▸ Exercise directions:
Go through the material and pull out every line with the string "async" in it.

▸ Material shown:

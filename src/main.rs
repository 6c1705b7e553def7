use anyhow::{Context, Result};
use clap::{Parser, Subcommand};
use std::fs;
use std::num::NonZeroUsize;
use std::path::{Path, PathBuf};
use std::process::ExitCode;

use renewal_preview::logging::init_logging;
use renewal_preview::sample::write_sample;
use renewal_preview::{
    aggregate, load, open_tabs, render_all, shutdown_signal, write_emails, AggregateOutput,
    PreviewConfig, PreviewServer, TemplateRenderer,
};

#[derive(Parser)]
#[command(name = "renewal-preview", version)]
#[command(about = "Preview personalized renewal emails in the browser (no files needed)")]
struct Cli {
    #[command(subcommand)]
    command: Option<Commands>,

    /// Input spreadsheet (.xlsx, .xls, .ods or .csv)
    #[arg(long, default_value = "customers.xlsx")]
    input: PathBuf,

    /// Sheet to read from a workbook (ignored for CSV)
    #[arg(long, default_value = "Sheet1")]
    sheet: String,

    #[arg(long, default_value = "127.0.0.1")]
    host: String,

    #[arg(long, default_value_t = 8000)]
    port: u16,

    /// Don't open browser tabs
    #[arg(long)]
    no_open: bool,

    /// Preview only the first N customers (N >= 1)
    #[arg(long)]
    limit: Option<NonZeroUsize>,

    /// Also write each rendered email to this directory
    #[arg(long)]
    out_dir: Option<PathBuf>,

    /// Export customer records as JSON
    #[arg(long)]
    json: Option<PathBuf>,

    /// Debug logging
    #[arg(short, long, global = true)]
    verbose: bool,
}

#[derive(Subcommand)]
enum Commands {
    /// Write a sample customers CSV covering the common edge cases
    Sample {
        #[arg(short, long, default_value = "customers.csv")]
        output: PathBuf,
    },
}

#[tokio::main]
async fn main() -> ExitCode {
    let cli = Cli::parse();
    init_logging(cli.verbose);

    let result = match &cli.command {
        Some(Commands::Sample { output }) => run_sample(output),
        None => run_preview(&cli).await,
    };

    match result {
        Ok(code) => code,
        Err(e) => {
            eprintln!("Error: {:#}", e);
            ExitCode::FAILURE
        }
    }
}

fn run_sample(output: &Path) -> Result<ExitCode> {
    let rows = write_sample(output)?;
    println!("✓ Created sample file: {} ({} rows)", output.display(), rows);
    println!("  Preview with: renewal-preview --input {}", output.display());
    Ok(ExitCode::SUCCESS)
}

async fn run_preview(cli: &Cli) -> Result<ExitCode> {
    // 1. Load and clean
    let loaded = load(&cli.input, &cli.sheet)?;
    for warning in &loaded.warnings {
        println!("Warning: {}", warning);
    }

    // 2. Group into customers
    let mut processed = aggregate(&loaded.rows);
    if let Some(limit) = cli.limit {
        apply_limit(&mut processed, limit);
    }
    if processed.customers.is_empty() {
        for line in &processed.log {
            println!("- {}", line);
        }
        println!("No valid customers found.");
        return Ok(ExitCode::FAILURE);
    }
    let customers = processed.customers;

    if let Some(path) = &cli.json {
        let json = serde_json::to_string_pretty(&customers)?;
        fs::write(path, json)
            .with_context(|| format!("Failed to write JSON export: {}", path.display()))?;
        println!("✓ Exported {} customers to {}", customers.len(), path.display());
    }

    // 3. Render
    let emails = render_all(&TemplateRenderer::new(), &customers)?;

    if let Some(dir) = &cli.out_dir {
        let written = write_emails(dir, &customers, &emails)?;
        println!("✓ Wrote {} email files to {}", written.len(), dir.display());
    }

    // 4. Serve and open tabs
    let config = PreviewConfig {
        host: cli.host.clone(),
        port: cli.port,
        open_browser: !cli.no_open,
    };

    let server = PreviewServer::new(emails);
    let bound = server.bind(&config.bind_addr()).await?;
    let base_url = bound.base_url();

    let opened = if config.open_browser {
        open_tabs(&base_url, server.len())
    } else {
        0
    };

    println!("\nSummary");
    println!("Rows in input: {}", loaded.total_rows);
    println!("Customers processed: {}", customers.len());
    println!("Browser tabs opened: {}", opened);
    println!("Server running at: {}/ (Ctrl+C to stop)", base_url);
    for line in &processed.log {
        println!("- {}", line);
    }

    bound.serve_until(shutdown_signal()).await?;
    println!("\nShutting down server.");

    Ok(ExitCode::SUCCESS)
}

/// Keep the first `limit` customers, noting the cut in the log
fn apply_limit(processed: &mut AggregateOutput, limit: NonZeroUsize) {
    let limit = limit.get();
    if processed.customers.len() > limit {
        processed.customers.truncate(limit);
        processed
            .log
            .push(format!("Limited preview to first {} customers", limit));
    }
}

// ============================================================================
// TESTS
// ============================================================================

▸ Result of the exercise:
async fn main() -> ExitCode {
async fn run_preview(cli: &Cli) -> Result<ExitCode> {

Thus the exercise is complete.